Rain, not the moon, casts a shadow over Shanghai
Will Clem and Anna Zhang in Shanghai
The skies above Shanghai began to darken just after 9am, but it was not clear if this was due to the solar eclipse or the massive rainstorm that coincided with the cosmic alignment.
The heavens opened a few minutes before totality was due, drenching thousands of hopeful sun-gazers, many of whom had been waiting for hours or travelled long distances.
Bang on cue, at 9.36am, the entire city was plunged into almost six minutes of total darkness.
The thick cloud cover and unrelenting rain meant the sun and the moon never put in an appearance, but that did not deter eager spectators from crowding onto pavements and into public parks to take part in a once-in-a-lifetime experience.

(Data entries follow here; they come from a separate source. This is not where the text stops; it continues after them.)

use crate::{
    ConfigError, ConfigErrorResult, DEFAULT_DATABASE_FILENAME, DEFAULT_DATABASE_MAX_CONNECTIONS,
    MAX_DATABASE_MAX_CONNECTIONS, MIN_DATABASE_MAX_CONNECTIONS,
};

use std::path::{Component, Path};

use serde::Deserialize;

#[derive(Debug, Clone, Deserialize)]
#[serde(default)]
pub struct DatabaseConfig {
    /// SQLite file, relative to the config directory
    pub path: String,
    pub max_connections: u32,
}

impl Default for DatabaseConfig {
    fn default() -> Self {
        Self {
            path: String::from(DEFAULT_DATABASE_FILENAME),
            max_connections: DEFAULT_DATABASE_MAX_CONNECTIONS,
        }
    }
}

impl DatabaseConfig {
    pub fn validate(&self) -> ConfigErrorResult<()> {
        let path = Path::new(&self.path);

        if self.path.trim().is_empty() {
            return Err(ConfigError::database("database.path cannot be empty"));
        }

        if path.is_absolute() || path.components().any(|c| c == Component::ParentDir) {
            return Err(ConfigError::database(
                "database.path must be relative and cannot contain '..'",
            ));
        }

        if self.max_connections < MIN_DATABASE_MAX_CONNECTIONS
            || self.max_connections > MAX_DATABASE_MAX_CONNECTIONS
        {
            return Err(ConfigError::database(format!(
                "database.max_connections must be {}-{}, got {}",
                MIN_DATABASE_MAX_CONNECTIONS, MAX_DATABASE_MAX_CONNECTIONS, self.max_connections
            )));
        }

        Ok(())
    }
}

All along the Bund, the city's iconic colonial riverfront, people poured out of offices and shops to huddle under umbrellas and in doorways staring across the Huangpu River at the suddenly darkened silhouettes of the financial district.
'It's even darker than nighttime,' one spectator cried out as the gloom set in. 'There isn't even a single star.'
But for most, the longest solar eclipse of the century was an anticlimax.

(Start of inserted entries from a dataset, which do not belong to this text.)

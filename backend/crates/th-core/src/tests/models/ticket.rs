use crate::{Ticket, TicketPriority};

use chrono::{DateTime, Utc};

#[test]
fn test_ticket_new() {
    let ticket = Ticket::new("Printer jam".to_string(), "Tray 2 is stuck".to_string());

    assert_eq!(ticket.id, 0);
    assert_eq!(ticket.name, "Printer jam");
    assert_eq!(ticket.problem_description, "Tray 2 is stuck");
    assert_eq!(ticket.status, "Open");
    assert_eq!(ticket.priority, TicketPriority::Medium);
    assert_eq!(ticket.date, DateTime::<Utc>::default());
}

'We got up at 5am and have been waiting here since 7am,' said Zhang Wen , who was there with his wife. 'The weather wasn't too bad when we first arrived, and there were occasional glimpses of the sun. But then, at the crucial moment, the clouds closed in and we couldn't see anything. It's a real disappointment.'
In the end, a few glimpses of a partially eclipsed sun were all that city residents were able to snatch, some time after the full eclipse had passed.
But even if it was not directly visible, the eclipse brought its fair share of chaos to the city. Hundreds of car accidents were reported during the abnormal darkness - even though local authorities switched on street lights on main roads and placed extra traffic police on patrol.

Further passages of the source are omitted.